Dear Brooks
Monday, 8 September 2008
I finally finished my first letter to post today. I can’t believe how long it’s taken me to get it ready and on its way; it’s been half-made on my kitchen table for a while now. I wonder if others will be the same? I think I took so long deliberating over it because it wasn’t to you. It still seems strange.
I decided to send it on its way at the post-office down in the village, thought I could do with a walk. The sky was such a deep grey and the air had a stillness that was as eerie as if I’d been walking lost in a forest in the dead of night. I walked along the old farm track and cobbled byways, where the soft mud was ankle deep after all the rain and the hedgerows were full of ripening blackberries and the songs of robins. Autumn is definitely here.

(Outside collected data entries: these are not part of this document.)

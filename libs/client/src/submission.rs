//! Review submission flow
//!
//! ```text
//! Idle -> Validating -> Submitting -> Idle
//!            |                          ^
//!            +--------- rejected -------+
//! ```
//!
//! The last completed attempt is kept in [`ReviewComposer::last_outcome`]
//! so a renderer can show a success or error message.

use models::{NewReview, Rating, Review, Tag, TagSet};
use thiserror::Error;
use tracing::{error, info};

use crate::{error::ClientError, reviews::ReviewApi, session::Session};

/// Why a submission did not go through
#[derive(Error, Debug)]
pub enum SubmitError {
    #[error("Log in to write a review")]
    AuthenticationRequired,

    #[error("A review is already being submitted")]
    InFlight,

    #[error("Invalid review: {0}")]
    Invalid(String),

    #[error("Failed to submit review: {0}")]
    Request(#[source] ClientError),

    /// The review was created but the list could not be reloaded
    #[error("Review saved but reloading reviews failed: {0}")]
    Refresh(#[source] ClientError),
}

/// Submission state
#[derive(Debug, Clone, Copy, Default, PartialEq, Eq)]
pub enum SubmissionState {
    #[default]
    Idle,
    Validating,
    Submitting,
}

/// Result of the last completed attempt
#[derive(Debug, Clone, PartialEq, Eq)]
pub enum SubmitOutcome {
    Succeeded,
    Failed(String),
}

/// Review form contents
#[derive(Debug, Clone, PartialEq, Eq)]
pub struct ReviewForm {
    /// Selected star count; validated on submit
    pub rating: u8,
    pub comment: String,
    pub spoiler: bool,
    pub tags: TagSet,
}

impl Default for ReviewForm {
    fn default() -> Self {
        Self {
            rating: Rating::MAX,
            comment: String::new(),
            spoiler: false,
            tags: TagSet::new(),
        }
    }
}

impl ReviewForm {
    /// Validate the form into a creation payload
    pub fn to_payload(&self, movie_id: i64) -> Result<NewReview, SubmitError> {
        let rating = Rating::new(self.rating).map_err(|e| SubmitError::Invalid(e.to_string()))?;

        let comment = self.comment.trim();
        if comment.is_empty() {
            return Err(SubmitError::Invalid("Comment must not be empty".to_string()));
        }

        Ok(NewReview {
            movie_id,
            rating,
            comment: comment.to_string(),
            spoiler: self.spoiler,
            tags: self.tags.clone(),
        })
    }
}

/// Review composer for one movie
#[derive(Debug, Clone)]
pub struct ReviewComposer {
    movie_id: i64,
    pub form: ReviewForm,
    state: SubmissionState,
    last_outcome: Option<SubmitOutcome>,
}

impl ReviewComposer {
    pub fn new(movie_id: i64) -> Self {
        Self {
            movie_id,
            form: ReviewForm::default(),
            state: SubmissionState::Idle,
            last_outcome: None,
        }
    }

    pub fn state(&self) -> SubmissionState {
        self.state
    }

    pub fn last_outcome(&self) -> Option<&SubmitOutcome> {
        self.last_outcome.as_ref()
    }

    /// Whether the submit control should be disabled
    pub fn is_submitting(&self) -> bool {
        self.state == SubmissionState::Submitting
    }

    pub fn set_rating(&mut self, stars: u8) {
        self.form.rating = stars;
    }

    /// Tags only apply to spoiler reviews, so clearing the flag drops them
    pub fn set_spoiler(&mut self, spoiler: bool) {
        self.form.spoiler = spoiler;
        if !spoiler {
            self.form.tags.clear();
        }
    }

    pub fn toggle_tag(&mut self, tag: Tag) {
        self.form.tags.toggle(tag);
    }

    /// Validate and move to `Submitting`
    ///
    /// Rejections return the composer to `Idle` without touching the
    /// network. A second call while a request is in flight is refused.
    pub fn prepare(&mut self, session: &Session) -> Result<NewReview, SubmitError> {
        if self.state == SubmissionState::Submitting {
            return Err(SubmitError::InFlight);
        }
        self.state = SubmissionState::Validating;

        if !session.is_authenticated() {
            self.state = SubmissionState::Idle;
            return Err(SubmitError::AuthenticationRequired);
        }

        match self.form.to_payload(self.movie_id) {
            Ok(payload) => {
                self.state = SubmissionState::Submitting;
                Ok(payload)
            }
            Err(e) => {
                self.state = SubmissionState::Idle;
                Err(e)
            }
        }
    }

    /// Submit the form and reload the review list
    ///
    /// On success the form resets to its defaults and the freshly fetched
    /// reviews are returned. On failure the form is kept as typed.
    pub async fn submit(&mut self, session: &Session, api: &dyn ReviewApi) -> Result<Vec<Review>, SubmitError> {
        let payload = self.prepare(session)?;
        let Some(token) = session.token() else {
            self.state = SubmissionState::Idle;
            return Err(SubmitError::AuthenticationRequired);
        };

        let created = api.create(&payload, token).await;
        self.state = SubmissionState::Idle;

        match created {
            Ok(review) => {
                info!("Submitted review {} for movie {}", review.id, self.movie_id);
                self.form = ReviewForm::default();
                self.last_outcome = Some(SubmitOutcome::Succeeded);
                api.list(self.movie_id).await.map_err(SubmitError::Refresh)
            }
            Err(e) => {
                error!("Failed to submit review for movie {}: {}", self.movie_id, e);
                self.last_outcome = Some(SubmitOutcome::Failed(e.to_string()));
                Err(SubmitError::Request(e))
            }
        }
    }
}

#[cfg(test)]
mod tests {
    use super::*;
    use crate::{reviews::tests::FakeReviews, session::AuthToken};
    use models::User;
    use uuid::Uuid;

    fn signed_in() -> Session {
        Session::signed_in(
            User {
                id: Uuid::new_v4(),
                username: "jiwoo".to_string(),
            },
            AuthToken::new("token"),
        )
    }

    fn filled(composer: &mut ReviewComposer) {
        composer.set_rating(4);
        composer.form.comment = "good".to_string();
        composer.set_spoiler(true);
        composer.toggle_tag(Tag::Ending);
        composer.toggle_tag(Tag::Ost);
    }

    #[tokio::test]
    async fn test_unauthenticated_submit_makes_no_request() {
        let api = FakeReviews::default();
        let mut composer = ReviewComposer::new(42);
        filled(&mut composer);

        let result = composer.submit(&Session::anonymous(), &api).await;

        assert!(matches!(result, Err(SubmitError::AuthenticationRequired)));
        assert_eq!(api.call_count(), 0);
        assert_eq!(composer.state(), SubmissionState::Idle);
        assert_eq!(composer.form.comment, "good");
    }

    #[tokio::test]
    async fn test_successful_submit_posts_joined_tags_and_resets_form() {
        let api = FakeReviews::default();
        let mut composer = ReviewComposer::new(42);
        filled(&mut composer);

        let reviews = composer.submit(&signed_in(), &api).await.unwrap();

        let created = api.created.lock().unwrap().clone();
        assert_eq!(created.len(), 1);
        assert_eq!(
            serde_json::to_value(&created[0]).unwrap(),
            serde_json::json!({
                "movie_id": 42,
                "rating": 4,
                "comment": "good",
                "spoiler": true,
                "tags": "결말,OST"
            })
        );

        assert_eq!(composer.form, ReviewForm::default());
        assert_eq!(composer.form.rating, 5);
        assert!(composer.form.tags.is_empty());
        assert_eq!(composer.last_outcome(), Some(&SubmitOutcome::Succeeded));
        assert_eq!(reviews.len(), 1);
        // create + refetch
        assert_eq!(api.call_count(), 2);
    }

    #[tokio::test]
    async fn test_failed_submit_keeps_form() {
        let api = FakeReviews {
            fail_create: true,
            ..Default::default()
        };
        let mut composer = ReviewComposer::new(42);
        filled(&mut composer);
        let before = composer.form.clone();

        let result = composer.submit(&signed_in(), &api).await;

        assert!(matches!(result, Err(SubmitError::Request(_))));
        assert_eq!(composer.form, before);
        assert_eq!(composer.state(), SubmissionState::Idle);
        assert!(matches!(composer.last_outcome(), Some(SubmitOutcome::Failed(_))));
        assert_eq!(api.call_count(), 1);
    }

    #[tokio::test]
    async fn test_invalid_form_makes_no_request() {
        let api = FakeReviews::default();
        let mut composer = ReviewComposer::new(42);
        composer.form.comment = "   ".to_string();
        assert!(matches!(
            composer.submit(&signed_in(), &api).await,
            Err(SubmitError::Invalid(_))
        ));

        composer.form.comment = "great".to_string();
        composer.set_rating(0);
        assert!(matches!(
            composer.submit(&signed_in(), &api).await,
            Err(SubmitError::Invalid(_))
        ));
        assert_eq!(api.call_count(), 0);
    }

    #[test]
    fn test_double_submit_is_refused() {
        let mut composer = ReviewComposer::new(1);
        composer.form.comment = "twice".to_string();
        let session = signed_in();

        assert!(composer.prepare(&session).is_ok());
        assert!(composer.is_submitting());
        assert!(matches!(composer.prepare(&session), Err(SubmitError::InFlight)));
    }

    #[test]
    fn test_clearing_spoiler_drops_tags() {
        let mut composer = ReviewComposer::new(1);
        composer.set_spoiler(true);
        composer.toggle_tag(Tag::Death);
        composer.set_spoiler(false);
        assert!(composer.form.tags.is_empty());
    }
}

It had to be a quick walk so I almost marched along, one hand clutching the brown letter, the other one shoved deep into my coat pocket. I was thinking about the journey the letter would soon be going on, wending its way far up north, wondering about the hands that would open it, what they would make of the contents. Soon enough I was in the middle of the village and wandered in to the shop. It’s like walking into a time warp: the shop still has all it’s original pine fittings, covered in layers of chipped paint, little drawers and shelves supporting each other on turned posts – there’s even a spiral staircase in the middle of the room. The post office is in a dark corner at the back, behind the stairs. I joined the queue, reading the ’save our post-office’ posters while I waited. At last I handed the letter over to the clerk, who tried to put it through some plastic contraption to determine whether it was a letter or a packet. A packet, he said. He put it on the scales, which I couldn’t see, and told me the rate. I delved into my pocket fishing out the change that I’d picked up on my way out of the house. I stood there counting it all out only to discover I was a penny short. Yes, one whole pence. (I know you’ll be laughing now!) The smiling clerk suggested I remove some of the packaging so that it would fit through his plastic thing and could go at a cheaper rate. I decided I’d rather go home with the letter and come back with an extra penny, so off I stomped back up the lane.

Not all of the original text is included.